In the material below, find the line containing "throughout this crate." and the line containing "error and is", then reproduce exactly both of them and every line between, and nothing else.

• **Information shown**:
···
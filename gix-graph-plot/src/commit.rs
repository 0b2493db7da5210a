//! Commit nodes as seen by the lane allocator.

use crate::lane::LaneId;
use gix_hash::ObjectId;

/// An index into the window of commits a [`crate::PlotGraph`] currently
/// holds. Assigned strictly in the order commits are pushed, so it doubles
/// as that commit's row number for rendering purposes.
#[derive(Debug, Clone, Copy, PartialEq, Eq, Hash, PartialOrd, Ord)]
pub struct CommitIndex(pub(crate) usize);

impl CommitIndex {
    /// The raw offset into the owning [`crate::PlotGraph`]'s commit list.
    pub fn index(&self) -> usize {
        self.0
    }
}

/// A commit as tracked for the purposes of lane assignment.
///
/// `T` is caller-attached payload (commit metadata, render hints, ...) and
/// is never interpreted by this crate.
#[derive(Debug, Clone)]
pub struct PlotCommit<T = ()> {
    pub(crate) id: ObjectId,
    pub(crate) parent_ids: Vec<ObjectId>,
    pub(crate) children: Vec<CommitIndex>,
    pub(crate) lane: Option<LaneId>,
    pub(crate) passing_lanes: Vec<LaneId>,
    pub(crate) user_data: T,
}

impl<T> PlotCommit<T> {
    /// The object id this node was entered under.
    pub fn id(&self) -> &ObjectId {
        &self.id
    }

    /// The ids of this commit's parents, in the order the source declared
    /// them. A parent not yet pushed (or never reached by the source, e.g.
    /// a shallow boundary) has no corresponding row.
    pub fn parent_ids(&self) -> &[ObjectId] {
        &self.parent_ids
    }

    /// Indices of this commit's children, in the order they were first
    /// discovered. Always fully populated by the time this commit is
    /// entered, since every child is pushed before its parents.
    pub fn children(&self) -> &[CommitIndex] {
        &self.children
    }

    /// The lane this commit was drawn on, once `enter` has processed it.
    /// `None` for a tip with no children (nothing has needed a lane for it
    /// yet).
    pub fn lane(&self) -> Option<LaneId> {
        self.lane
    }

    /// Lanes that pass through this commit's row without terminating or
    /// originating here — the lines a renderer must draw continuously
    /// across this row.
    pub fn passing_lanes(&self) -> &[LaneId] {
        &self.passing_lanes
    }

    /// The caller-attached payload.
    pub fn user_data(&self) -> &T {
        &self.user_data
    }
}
···
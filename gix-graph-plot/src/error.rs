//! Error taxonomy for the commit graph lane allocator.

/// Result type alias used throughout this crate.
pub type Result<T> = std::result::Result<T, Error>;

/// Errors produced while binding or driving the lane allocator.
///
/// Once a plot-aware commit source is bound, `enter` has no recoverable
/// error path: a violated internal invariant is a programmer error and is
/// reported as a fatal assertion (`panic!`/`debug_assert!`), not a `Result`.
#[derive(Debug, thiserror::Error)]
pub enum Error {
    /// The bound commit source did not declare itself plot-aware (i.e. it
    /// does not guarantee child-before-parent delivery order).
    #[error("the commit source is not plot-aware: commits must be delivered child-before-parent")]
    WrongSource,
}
···
• **Task output**:
/// Result type alias used throughout this crate.
pub type Result<T> = std::result::Result<T, Error>;

/// Errors produced while binding or driving the lane allocator.
///
/// Once a plot-aware commit source is bound, `enter` has no recoverable
/// error path: a violated internal invariant is a programmer error and is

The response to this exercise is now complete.